日本のスゴイ技術! 世界最強の磁石を支える研究
磁石は生活必需品
「磁石」は、身の回りのさまざまな製品に使われる生活必需品です。例えば、パソコンやスマートフォン、テレビや冷蔵庫、電気自動車やハイブリッドカーといったエコカーなどに利用されています。これらに使われる磁石は、「永久磁石」と呼ばれる電流を切っても磁力を保つもので、複数の元素を混ぜて作られています。
世界をリードする日本の磁石研究
磁石の開発は、大正時代に作られた「KS鋼」から、現在世界最強の磁力を持つ「ネオジム磁石」に至るまで、日本の研究が世界をリードしています。ネオジム磁石は、ネオジムと鉄、ホウ素が主な材料で、ハイパワーのモーターを実現し、機器の小型化・軽量化、省エネに大きく貢献しました。その効果は、原子力発電所数基分の削減に匹敵すると言われます。

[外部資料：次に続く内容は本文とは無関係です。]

//! Job bookkeeping: mutual exclusion between captures and restores, and
//! per-job stage tracking.

use crate::utils::{BackupError, Result};
use std::collections::HashMap;
use std::fmt;
use std::future::Future;
use std::sync::{Arc, Mutex};
use std::time::{Duration, Instant};
use tracing::info;

/// Claim key held by any capture of `database`.
pub fn capture_key(database: &str) -> String {
    format!("capture:{database}")
}

/// Claim key held by anything writing to or reading a consistent view of `target`.
pub fn target_key(target: &str) -> String {
    format!("target:{target}")
}

/// Tracks which exclusive keys are held by running jobs.
#[derive(Clone, Default)]
pub struct JobTracker {
    active: Arc<Mutex<HashMap<String, String>>>,
}

impl JobTracker {
    pub fn new() -> Self {
        Self::default()
    }

    /// Claim every key or none. A key already held yields `Busy` naming the holder.
    pub fn claim(&self, job: &str, keys: Vec<String>) -> Result<JobGuard> {
        let mut active = self
            .active
            .lock()
            .map_err(|_| BackupError::Busy("job tracker poisoned".into()))?;

        if let Some((key, holder)) = keys
            .iter()
            .find_map(|k| active.get(k).map(|holder| (k, holder)))
        {
            return Err(BackupError::Busy(format!("{key} is held by {holder}")));
        }
        for key in &keys {
            active.insert(key.clone(), job.to_string());
        }

        Ok(JobGuard {
            tracker: self.clone(),
            keys,
        })
    }

    /// Held keys and the job holding each, sorted by key.
    pub fn active(&self) -> Vec<(String, String)> {
        let mut held: Vec<(String, String)> = match self.active.lock() {
            Ok(active) => active.iter().map(|(k, v)| (k.clone(), v.clone())).collect(),
            Err(_) => Vec::new(),
        };
        held.sort();
        held
    }

    pub fn is_held(&self, key: &str) -> bool {
        self.active
            .lock()
            .map(|active| active.contains_key(key))
            .unwrap_or(false)
    }

    fn release(&self, keys: &[String]) {
        if let Ok(mut active) = self.active.lock() {
            for key in keys {
                active.remove(key);
            }
        }
    }
}

/// Releases its keys when dropped.
pub struct JobGuard {
    tracker: JobTracker,
    keys: Vec<String>,
}

impl Drop for JobGuard {
    fn drop(&mut self) {
        self.tracker.release(&self.keys);
    }
}

/// Pipeline stages of a backup job. Any stage may end in `Failed`.
#[derive(Debug, Clone, Copy, PartialEq, Eq)]
pub enum JobStage {
    Pending,
    Capturing,
    Compressing,
    Encrypting,
    Checksumming,
    PersistingMetadata,
    Uploading,
    Succeeded,
    Failed,
}

impl JobStage {
    pub fn as_str(&self) -> &'static str {
        match self {
            Self::Pending => "pending",
            Self::Capturing => "capturing",
            Self::Compressing => "compressing",
            Self::Encrypting => "encrypting",
            Self::Checksumming => "checksumming",
            Self::PersistingMetadata => "persisting_metadata",
            Self::Uploading => "uploading",
            Self::Succeeded => "succeeded",
            Self::Failed => "failed",
        }
    }
}

impl fmt::Display for JobStage {
    fn fmt(&self, f: &mut fmt::Formatter<'_>) -> fmt::Result {
        f.write_str(self.as_str())
    }
}

/// Current stage and elapsed time of one job, logged on every transition.
#[derive(Debug)]
pub struct JobRun {
    id: String,
    started: Instant,
    stage: JobStage,
}

impl JobRun {
    pub fn start(id: impl Into<String>) -> Self {
        let run = Self {
            id: id.into(),
            started: Instant::now(),
            stage: JobStage::Pending,
        };
        info!(backup_id = %run.id, stage = %run.stage, "Job started");
        run
    }

    pub fn enter(&mut self, stage: JobStage) {
        self.stage = stage;
        info!(backup_id = %self.id, stage = %stage, elapsed_ms = self.elapsed_ms(), "Stage");
    }

    pub fn stage(&self) -> JobStage {
        self.stage
    }

    pub fn id(&self) -> &str {
        &self.id
    }

    pub fn elapsed_ms(&self) -> u64 {
        u64::try_from(self.started.elapsed().as_millis()).unwrap_or(u64::MAX)
    }
}

/// Run one pipeline stage under its own time limit.
pub async fn with_timeout<T, F>(stage: &str, limit: Duration, fut: F) -> Result<T>
where
    F: Future<Output = Result<T>>,
{
    match tokio::time::timeout(limit, fut).await {
        Ok(result) => result,
        Err(_) => Err(BackupError::Timeout {
            stage: stage.to_string(),
            secs: limit.as_secs(),
        }),
    }
}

もともとネオジム磁石には、熱に弱いという欠点がありました。自動車のモーターに使う磁石には、約200℃の高温にも耐えることが求められます。そこで、ディスプロシウムというレアメタル(希少金属)を加えて、耐熱性を高める製法が開発されました。ところが、ディスプロシウムは埋蔵量が少ないうえ、ほとんどが中国で採れるので、2010年に中国との関係が悪化すると、安定的な輸入ができなくなってしまいました。
さらなる改良に挑む
ディスプロシウムをなるべく使わない磁石を作るため、日本はさらなる技術革新に挑みました。磁石の構造を調べて、製法を改良したのです。構造を調べる手法の一つに、「磁区」の観察があります。磁石の中には、さらに小さな目に見えない磁石がたくさん詰まっているので、光学顕微鏡を使ってそれを可視化するのです。材料や熱などによって、磁区がどのように変化するのか、物理的なメカニズムを解明すれば、製法の改良につながります。こうした研究の成果によって、ディスプロシウムを低減した磁石が開発されました。今後も、身の回りの製品をもっと便利に、地球環境を改善する先端材料=磁石の研究開発は続いていきます。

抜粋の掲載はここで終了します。